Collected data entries
◆ ◆ ◆ ◆ ◆

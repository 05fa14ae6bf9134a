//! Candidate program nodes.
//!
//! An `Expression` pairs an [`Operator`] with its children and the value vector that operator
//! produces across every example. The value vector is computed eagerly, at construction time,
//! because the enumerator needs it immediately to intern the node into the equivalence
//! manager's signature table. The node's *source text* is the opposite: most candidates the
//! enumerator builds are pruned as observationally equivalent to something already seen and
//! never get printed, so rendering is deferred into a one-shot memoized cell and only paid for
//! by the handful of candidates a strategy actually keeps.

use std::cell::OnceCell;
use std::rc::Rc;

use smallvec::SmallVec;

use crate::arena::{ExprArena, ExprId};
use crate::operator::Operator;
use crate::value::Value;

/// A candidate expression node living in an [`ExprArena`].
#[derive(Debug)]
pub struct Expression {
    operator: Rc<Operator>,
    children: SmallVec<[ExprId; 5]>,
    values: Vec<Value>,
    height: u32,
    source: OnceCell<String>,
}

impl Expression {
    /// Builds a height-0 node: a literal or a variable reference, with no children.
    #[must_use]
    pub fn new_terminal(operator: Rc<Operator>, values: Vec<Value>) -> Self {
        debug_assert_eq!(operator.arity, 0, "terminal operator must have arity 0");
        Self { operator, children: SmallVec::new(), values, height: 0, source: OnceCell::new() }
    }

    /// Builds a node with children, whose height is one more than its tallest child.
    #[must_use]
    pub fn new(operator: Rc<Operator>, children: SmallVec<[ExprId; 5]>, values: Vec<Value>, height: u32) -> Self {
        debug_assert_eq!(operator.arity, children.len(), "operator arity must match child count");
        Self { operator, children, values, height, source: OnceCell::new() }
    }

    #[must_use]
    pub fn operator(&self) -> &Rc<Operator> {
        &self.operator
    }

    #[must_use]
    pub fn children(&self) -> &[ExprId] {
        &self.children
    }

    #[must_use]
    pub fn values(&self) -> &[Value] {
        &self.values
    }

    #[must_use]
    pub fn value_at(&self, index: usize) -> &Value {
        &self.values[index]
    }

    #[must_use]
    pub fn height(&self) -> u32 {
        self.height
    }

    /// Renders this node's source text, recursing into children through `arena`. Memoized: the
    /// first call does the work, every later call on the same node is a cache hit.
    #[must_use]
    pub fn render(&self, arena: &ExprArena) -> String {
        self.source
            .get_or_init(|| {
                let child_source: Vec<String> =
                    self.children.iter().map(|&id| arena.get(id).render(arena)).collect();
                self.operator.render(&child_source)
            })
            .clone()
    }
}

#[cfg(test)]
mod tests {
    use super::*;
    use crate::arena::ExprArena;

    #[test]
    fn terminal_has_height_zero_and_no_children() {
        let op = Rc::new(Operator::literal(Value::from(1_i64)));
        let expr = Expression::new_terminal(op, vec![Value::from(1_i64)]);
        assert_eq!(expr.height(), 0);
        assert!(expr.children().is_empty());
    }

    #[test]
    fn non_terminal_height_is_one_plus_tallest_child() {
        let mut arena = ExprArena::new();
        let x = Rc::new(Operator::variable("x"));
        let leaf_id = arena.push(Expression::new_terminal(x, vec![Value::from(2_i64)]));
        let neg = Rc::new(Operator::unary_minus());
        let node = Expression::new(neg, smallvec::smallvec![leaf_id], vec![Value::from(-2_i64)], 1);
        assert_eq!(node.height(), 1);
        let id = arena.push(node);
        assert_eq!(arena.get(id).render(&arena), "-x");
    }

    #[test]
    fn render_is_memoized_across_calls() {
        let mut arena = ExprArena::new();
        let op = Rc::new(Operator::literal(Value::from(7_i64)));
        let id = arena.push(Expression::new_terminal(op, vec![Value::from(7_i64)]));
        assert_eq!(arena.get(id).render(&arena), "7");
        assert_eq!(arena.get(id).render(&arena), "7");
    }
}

◆ ◆ ◆ ◆ ◆

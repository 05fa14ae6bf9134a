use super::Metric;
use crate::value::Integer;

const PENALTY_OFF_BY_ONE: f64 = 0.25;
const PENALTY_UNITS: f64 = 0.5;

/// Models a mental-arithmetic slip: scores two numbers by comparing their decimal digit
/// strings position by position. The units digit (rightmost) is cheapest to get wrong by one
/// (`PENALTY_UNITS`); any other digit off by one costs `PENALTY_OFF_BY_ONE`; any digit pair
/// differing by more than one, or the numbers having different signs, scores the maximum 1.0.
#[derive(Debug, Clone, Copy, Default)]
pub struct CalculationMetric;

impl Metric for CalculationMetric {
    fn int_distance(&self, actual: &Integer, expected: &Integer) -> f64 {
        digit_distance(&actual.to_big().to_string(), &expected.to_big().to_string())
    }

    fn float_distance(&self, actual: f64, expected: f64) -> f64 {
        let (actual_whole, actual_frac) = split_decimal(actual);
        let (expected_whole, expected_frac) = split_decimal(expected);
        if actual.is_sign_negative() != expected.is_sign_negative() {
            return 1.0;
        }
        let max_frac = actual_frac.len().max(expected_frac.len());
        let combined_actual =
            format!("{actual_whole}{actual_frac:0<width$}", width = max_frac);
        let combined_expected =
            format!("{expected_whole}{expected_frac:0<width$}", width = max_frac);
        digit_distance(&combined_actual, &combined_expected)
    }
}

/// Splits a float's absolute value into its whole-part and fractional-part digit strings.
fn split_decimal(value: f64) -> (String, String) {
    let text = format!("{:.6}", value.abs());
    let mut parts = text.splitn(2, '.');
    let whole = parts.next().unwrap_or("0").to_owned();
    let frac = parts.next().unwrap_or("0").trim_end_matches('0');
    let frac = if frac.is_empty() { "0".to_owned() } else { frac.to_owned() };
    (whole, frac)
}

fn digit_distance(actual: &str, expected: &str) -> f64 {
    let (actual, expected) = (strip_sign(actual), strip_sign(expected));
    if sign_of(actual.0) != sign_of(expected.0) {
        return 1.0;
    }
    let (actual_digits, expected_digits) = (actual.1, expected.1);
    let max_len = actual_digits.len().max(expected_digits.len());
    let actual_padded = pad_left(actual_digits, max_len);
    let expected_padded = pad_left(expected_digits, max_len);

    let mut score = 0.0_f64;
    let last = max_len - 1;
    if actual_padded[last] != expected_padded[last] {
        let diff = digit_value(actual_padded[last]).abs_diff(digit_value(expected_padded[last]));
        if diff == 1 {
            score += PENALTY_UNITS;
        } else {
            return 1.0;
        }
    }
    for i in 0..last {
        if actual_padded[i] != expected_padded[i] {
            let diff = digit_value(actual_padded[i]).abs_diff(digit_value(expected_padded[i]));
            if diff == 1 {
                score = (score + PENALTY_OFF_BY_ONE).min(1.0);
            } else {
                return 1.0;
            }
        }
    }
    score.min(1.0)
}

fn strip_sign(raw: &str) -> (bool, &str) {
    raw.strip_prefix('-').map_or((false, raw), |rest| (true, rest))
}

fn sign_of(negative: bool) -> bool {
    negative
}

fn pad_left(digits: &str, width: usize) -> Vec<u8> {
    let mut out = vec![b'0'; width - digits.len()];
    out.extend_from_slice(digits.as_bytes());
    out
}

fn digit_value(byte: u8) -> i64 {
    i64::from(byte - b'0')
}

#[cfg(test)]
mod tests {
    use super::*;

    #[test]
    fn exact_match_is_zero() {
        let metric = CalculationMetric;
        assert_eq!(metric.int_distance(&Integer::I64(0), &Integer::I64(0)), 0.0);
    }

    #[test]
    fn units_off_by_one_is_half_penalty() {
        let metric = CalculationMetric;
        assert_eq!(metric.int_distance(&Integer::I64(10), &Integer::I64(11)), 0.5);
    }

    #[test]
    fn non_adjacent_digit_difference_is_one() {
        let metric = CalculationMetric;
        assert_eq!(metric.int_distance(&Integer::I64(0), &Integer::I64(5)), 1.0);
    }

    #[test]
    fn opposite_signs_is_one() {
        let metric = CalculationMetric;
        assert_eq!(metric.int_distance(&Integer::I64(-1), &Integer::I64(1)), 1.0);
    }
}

◆ ◆ ◆ ◆ ◆

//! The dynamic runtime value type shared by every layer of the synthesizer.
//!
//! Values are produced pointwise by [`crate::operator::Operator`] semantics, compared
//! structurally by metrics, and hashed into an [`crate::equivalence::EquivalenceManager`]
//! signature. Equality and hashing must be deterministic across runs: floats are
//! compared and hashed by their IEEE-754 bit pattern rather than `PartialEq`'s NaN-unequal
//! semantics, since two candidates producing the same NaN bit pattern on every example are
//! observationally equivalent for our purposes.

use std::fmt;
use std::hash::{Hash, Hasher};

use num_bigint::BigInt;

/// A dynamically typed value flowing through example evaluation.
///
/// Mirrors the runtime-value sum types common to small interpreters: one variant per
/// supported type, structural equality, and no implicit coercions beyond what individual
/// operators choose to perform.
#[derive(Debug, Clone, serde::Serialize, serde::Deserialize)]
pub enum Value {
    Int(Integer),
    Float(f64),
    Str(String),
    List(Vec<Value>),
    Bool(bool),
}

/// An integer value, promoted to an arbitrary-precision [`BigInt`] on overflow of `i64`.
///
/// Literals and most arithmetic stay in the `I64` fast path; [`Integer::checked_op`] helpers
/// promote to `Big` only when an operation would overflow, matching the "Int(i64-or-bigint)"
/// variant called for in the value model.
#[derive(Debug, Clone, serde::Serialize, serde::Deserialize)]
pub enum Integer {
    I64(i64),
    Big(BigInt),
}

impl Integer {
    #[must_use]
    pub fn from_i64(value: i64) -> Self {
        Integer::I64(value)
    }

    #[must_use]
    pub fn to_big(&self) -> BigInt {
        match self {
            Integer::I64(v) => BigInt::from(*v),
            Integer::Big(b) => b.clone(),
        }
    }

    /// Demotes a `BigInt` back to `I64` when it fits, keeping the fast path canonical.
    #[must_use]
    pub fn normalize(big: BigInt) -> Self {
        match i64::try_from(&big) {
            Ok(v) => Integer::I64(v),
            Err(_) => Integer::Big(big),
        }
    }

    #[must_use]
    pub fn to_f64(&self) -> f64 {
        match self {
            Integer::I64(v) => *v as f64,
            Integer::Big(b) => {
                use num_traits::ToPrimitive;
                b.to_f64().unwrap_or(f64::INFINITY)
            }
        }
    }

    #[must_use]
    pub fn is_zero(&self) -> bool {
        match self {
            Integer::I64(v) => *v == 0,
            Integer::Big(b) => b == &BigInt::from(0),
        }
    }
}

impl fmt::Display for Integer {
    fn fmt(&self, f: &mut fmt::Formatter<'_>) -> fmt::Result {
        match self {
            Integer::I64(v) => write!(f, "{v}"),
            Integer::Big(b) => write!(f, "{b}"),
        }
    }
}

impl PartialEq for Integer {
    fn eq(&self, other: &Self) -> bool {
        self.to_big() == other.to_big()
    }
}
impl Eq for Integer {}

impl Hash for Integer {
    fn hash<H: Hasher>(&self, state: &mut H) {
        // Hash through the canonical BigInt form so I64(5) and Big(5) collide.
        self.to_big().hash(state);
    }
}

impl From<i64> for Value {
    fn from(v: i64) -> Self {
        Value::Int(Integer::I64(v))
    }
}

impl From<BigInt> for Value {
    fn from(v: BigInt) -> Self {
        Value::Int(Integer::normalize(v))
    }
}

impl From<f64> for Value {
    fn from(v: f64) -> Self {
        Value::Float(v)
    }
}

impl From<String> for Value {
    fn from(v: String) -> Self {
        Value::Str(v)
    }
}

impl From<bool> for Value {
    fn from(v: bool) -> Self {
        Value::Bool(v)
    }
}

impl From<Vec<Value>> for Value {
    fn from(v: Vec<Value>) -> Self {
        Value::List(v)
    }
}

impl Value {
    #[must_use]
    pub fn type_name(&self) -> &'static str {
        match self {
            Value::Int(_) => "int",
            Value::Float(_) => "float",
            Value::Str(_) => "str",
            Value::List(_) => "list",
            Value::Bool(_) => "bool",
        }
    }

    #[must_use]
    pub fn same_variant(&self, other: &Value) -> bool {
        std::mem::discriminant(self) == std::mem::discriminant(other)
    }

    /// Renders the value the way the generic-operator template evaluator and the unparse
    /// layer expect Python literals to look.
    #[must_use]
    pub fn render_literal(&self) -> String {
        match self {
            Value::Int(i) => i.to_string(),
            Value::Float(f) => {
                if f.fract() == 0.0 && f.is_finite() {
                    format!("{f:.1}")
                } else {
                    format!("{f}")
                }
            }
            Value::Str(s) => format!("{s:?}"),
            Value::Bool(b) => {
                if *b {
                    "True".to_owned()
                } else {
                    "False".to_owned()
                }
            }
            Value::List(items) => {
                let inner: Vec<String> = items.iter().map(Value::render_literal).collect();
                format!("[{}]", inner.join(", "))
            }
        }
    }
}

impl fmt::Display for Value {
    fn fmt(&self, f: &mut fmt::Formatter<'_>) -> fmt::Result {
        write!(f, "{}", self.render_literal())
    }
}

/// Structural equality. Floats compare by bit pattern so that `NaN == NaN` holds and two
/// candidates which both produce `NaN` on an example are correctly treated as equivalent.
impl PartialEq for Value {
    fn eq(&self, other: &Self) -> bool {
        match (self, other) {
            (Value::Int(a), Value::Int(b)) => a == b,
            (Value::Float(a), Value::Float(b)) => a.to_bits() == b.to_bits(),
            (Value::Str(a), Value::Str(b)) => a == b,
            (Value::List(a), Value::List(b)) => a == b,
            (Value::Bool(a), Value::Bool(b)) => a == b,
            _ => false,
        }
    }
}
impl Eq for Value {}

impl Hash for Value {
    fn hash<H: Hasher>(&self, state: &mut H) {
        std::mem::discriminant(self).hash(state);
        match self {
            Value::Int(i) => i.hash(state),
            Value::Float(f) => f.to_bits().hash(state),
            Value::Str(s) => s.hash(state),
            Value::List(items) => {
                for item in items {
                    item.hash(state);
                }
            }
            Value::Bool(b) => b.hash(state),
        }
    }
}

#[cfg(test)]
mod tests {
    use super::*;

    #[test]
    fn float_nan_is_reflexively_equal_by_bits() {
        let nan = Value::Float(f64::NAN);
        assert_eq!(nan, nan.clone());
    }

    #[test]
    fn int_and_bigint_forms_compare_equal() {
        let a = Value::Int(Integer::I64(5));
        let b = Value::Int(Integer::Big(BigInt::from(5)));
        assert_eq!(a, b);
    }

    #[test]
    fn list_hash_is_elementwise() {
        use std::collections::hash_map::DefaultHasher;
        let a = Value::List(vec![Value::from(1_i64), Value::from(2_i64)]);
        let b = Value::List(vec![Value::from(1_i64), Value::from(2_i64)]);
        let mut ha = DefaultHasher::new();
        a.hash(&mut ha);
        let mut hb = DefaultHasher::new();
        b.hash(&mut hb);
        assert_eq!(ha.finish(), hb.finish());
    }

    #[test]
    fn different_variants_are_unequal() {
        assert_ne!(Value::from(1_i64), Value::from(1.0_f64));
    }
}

◆ ◆ ◆ ◆ ◆

**WHAT TO WORK ON**.
Where the word "state" shows up in a line of the entries above, copy that line.

**YOUR SOLUTION**.
    fn hash<H: Hasher>(&self, state: &mut H) {
        self.to_big().hash(state);
    fn hash<H: Hasher>(&self, state: &mut H) {
        std::mem::discriminant(self).hash(state);
            Value::Int(i) => i.hash(state),
            Value::Float(f) => f.to_bits().hash(state),
            Value::Str(s) => s.hash(state),
                    item.hash(state);
            Value::Bool(b) => b.hash(state),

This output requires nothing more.